Below are the entries. Transcribe exactly the lines from the one with "that produced it" through the one with "let bytes = fs::read(path).map_err(|source|", ends included, and leave out all others.

Collected data
________________
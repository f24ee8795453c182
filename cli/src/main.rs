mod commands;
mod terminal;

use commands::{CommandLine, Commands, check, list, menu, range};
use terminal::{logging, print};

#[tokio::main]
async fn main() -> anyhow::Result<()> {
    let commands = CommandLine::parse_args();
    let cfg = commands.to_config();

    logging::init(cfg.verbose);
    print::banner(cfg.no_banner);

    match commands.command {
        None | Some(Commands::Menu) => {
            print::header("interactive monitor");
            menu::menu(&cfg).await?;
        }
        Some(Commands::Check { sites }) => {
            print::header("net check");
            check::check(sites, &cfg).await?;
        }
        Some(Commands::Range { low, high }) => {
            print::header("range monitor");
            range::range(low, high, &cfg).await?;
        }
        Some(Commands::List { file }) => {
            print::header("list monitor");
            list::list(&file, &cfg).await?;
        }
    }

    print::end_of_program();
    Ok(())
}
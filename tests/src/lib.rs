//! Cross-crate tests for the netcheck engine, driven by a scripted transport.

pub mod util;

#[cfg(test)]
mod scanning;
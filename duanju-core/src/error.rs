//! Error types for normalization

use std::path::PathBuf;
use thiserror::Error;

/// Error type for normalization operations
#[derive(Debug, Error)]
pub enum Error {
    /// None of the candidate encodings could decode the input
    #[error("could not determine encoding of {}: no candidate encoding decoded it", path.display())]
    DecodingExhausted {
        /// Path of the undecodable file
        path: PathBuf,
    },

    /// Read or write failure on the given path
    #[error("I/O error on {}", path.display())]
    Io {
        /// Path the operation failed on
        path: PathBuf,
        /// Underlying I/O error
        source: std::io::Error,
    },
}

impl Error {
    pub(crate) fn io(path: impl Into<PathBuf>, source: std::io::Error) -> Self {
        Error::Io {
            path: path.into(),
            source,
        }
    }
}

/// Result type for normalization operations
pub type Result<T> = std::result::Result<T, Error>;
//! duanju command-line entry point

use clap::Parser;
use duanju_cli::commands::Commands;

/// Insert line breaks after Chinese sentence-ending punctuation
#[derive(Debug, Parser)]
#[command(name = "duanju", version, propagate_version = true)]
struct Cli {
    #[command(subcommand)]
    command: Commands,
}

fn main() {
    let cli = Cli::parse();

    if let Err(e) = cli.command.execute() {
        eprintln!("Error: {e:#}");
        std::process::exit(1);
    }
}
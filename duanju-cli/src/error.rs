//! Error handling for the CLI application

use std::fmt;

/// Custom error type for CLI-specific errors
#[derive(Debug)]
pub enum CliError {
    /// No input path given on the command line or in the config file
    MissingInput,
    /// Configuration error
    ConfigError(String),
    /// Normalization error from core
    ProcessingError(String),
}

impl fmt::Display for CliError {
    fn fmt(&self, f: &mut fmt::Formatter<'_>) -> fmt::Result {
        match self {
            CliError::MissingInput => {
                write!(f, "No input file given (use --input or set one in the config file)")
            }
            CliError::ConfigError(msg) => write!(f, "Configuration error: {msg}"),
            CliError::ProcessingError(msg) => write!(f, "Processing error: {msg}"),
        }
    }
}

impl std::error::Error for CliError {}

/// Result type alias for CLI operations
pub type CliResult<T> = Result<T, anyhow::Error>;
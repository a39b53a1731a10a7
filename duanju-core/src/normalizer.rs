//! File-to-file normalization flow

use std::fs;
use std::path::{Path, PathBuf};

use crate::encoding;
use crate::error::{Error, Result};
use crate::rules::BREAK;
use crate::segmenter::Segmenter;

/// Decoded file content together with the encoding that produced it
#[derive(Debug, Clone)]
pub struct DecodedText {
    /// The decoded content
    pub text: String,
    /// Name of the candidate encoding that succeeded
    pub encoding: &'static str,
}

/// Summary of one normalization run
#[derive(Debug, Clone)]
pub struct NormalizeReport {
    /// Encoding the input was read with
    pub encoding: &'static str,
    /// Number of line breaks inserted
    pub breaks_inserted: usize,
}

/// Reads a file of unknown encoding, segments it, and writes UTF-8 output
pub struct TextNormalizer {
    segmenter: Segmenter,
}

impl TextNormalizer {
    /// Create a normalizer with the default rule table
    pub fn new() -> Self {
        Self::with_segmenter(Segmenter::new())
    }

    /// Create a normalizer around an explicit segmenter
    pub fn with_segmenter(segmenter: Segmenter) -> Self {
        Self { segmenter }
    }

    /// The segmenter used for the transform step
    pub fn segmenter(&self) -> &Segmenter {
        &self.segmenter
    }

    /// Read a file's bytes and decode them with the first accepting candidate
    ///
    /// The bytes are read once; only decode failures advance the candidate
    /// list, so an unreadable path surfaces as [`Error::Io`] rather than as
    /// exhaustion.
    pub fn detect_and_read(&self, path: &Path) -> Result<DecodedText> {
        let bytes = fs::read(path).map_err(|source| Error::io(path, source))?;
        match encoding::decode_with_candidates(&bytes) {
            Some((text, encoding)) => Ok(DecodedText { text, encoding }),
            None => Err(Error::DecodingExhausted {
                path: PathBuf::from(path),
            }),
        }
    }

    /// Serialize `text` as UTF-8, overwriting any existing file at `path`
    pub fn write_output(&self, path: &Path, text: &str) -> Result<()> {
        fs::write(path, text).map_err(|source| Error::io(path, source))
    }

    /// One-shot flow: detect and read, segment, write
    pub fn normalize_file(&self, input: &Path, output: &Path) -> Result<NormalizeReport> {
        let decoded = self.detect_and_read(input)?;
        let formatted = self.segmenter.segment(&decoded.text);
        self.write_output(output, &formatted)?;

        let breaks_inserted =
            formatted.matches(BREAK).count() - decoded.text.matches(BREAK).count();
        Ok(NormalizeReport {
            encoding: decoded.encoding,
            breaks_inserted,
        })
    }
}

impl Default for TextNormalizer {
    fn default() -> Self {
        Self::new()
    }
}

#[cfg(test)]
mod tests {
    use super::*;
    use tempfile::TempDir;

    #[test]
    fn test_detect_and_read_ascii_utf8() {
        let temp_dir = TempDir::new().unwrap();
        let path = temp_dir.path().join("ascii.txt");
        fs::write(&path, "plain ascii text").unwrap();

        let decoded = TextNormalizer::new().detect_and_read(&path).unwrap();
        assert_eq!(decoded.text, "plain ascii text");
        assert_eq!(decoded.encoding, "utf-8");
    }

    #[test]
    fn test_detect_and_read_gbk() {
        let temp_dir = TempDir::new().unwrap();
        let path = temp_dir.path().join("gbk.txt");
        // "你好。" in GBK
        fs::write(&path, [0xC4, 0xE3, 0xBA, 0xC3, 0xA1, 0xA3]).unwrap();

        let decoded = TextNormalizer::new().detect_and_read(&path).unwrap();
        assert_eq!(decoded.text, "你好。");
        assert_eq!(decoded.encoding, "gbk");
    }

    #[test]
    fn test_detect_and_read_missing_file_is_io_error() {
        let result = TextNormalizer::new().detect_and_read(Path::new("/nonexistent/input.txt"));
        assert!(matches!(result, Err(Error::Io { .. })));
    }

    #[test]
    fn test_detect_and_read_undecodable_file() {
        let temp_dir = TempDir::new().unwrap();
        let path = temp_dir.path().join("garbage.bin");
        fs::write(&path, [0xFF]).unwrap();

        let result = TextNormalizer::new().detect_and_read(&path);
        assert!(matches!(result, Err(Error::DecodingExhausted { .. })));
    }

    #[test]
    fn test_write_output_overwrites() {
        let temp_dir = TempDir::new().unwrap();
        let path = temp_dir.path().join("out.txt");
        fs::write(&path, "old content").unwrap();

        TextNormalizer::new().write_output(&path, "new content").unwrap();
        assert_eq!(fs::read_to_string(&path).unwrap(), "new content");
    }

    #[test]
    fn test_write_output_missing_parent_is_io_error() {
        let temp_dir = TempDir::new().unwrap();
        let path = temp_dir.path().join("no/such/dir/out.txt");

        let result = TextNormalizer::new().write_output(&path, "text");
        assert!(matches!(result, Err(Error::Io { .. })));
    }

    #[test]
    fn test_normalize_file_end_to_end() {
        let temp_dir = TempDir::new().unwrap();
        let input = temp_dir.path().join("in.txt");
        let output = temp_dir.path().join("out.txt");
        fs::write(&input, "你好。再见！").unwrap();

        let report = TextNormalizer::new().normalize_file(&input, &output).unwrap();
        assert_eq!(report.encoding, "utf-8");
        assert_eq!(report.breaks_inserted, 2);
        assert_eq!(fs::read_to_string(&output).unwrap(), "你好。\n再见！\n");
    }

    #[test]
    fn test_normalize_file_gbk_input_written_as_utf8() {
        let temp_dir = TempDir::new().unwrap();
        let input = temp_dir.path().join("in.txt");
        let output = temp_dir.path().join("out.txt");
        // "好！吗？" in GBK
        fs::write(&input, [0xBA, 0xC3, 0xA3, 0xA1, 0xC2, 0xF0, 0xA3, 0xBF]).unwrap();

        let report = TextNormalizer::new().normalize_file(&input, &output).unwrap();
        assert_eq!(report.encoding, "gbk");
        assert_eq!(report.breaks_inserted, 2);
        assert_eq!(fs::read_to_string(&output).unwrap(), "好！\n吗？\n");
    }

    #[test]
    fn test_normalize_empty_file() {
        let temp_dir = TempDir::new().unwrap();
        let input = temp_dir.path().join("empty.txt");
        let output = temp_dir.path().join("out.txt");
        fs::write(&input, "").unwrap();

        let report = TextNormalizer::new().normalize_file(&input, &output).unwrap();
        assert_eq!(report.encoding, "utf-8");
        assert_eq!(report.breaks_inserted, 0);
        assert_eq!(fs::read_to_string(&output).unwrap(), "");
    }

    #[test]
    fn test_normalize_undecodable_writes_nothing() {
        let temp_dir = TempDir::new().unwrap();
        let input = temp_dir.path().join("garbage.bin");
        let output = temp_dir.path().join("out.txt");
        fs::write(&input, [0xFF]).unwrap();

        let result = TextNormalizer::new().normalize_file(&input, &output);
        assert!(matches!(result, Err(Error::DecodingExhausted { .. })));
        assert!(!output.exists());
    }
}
________________
THE ANSWER »
/// Decoded file content together with the encoding that produced it
#[derive(Debug, Clone)]
pub struct DecodedText {
    /// The decoded content
    pub text: String,
    /// Name of the candidate encoding that succeeded
    pub encoding: &'static str,
}

/// Summary of one normalization run
#[derive(Debug, Clone)]
pub struct NormalizeReport {
    /// Encoding the input was read with
    pub encoding: &'static str,
    /// Number of line breaks inserted
    pub breaks_inserted: usize,
}

/// Reads a file of unknown encoding, segments it, and writes UTF-8 output
pub struct TextNormalizer {
    segmenter: Segmenter,
}

impl TextNormalizer {
    /// Create a normalizer with the default rule table
    pub fn new() -> Self {
        Self::with_segmenter(Segmenter::new())
    }

    /// Create a normalizer around an explicit segmenter
    pub fn with_segmenter(segmenter: Segmenter) -> Self {
        Self { segmenter }
    }

    /// The segmenter used for the transform step
    pub fn segmenter(&self) -> &Segmenter {
        &self.segmenter
    }

    /// Read a file's bytes and decode them with the first accepting candidate
    ///
    /// The bytes are read once; only decode failures advance the candidate
    /// list, so an unreadable path surfaces as [`Error::Io`] rather than as
    /// exhaustion.
    pub fn detect_and_read(&self, path: &Path) -> Result<DecodedText> {
        let bytes = fs::read(path).map_err(|source| Error::io(path, source))?;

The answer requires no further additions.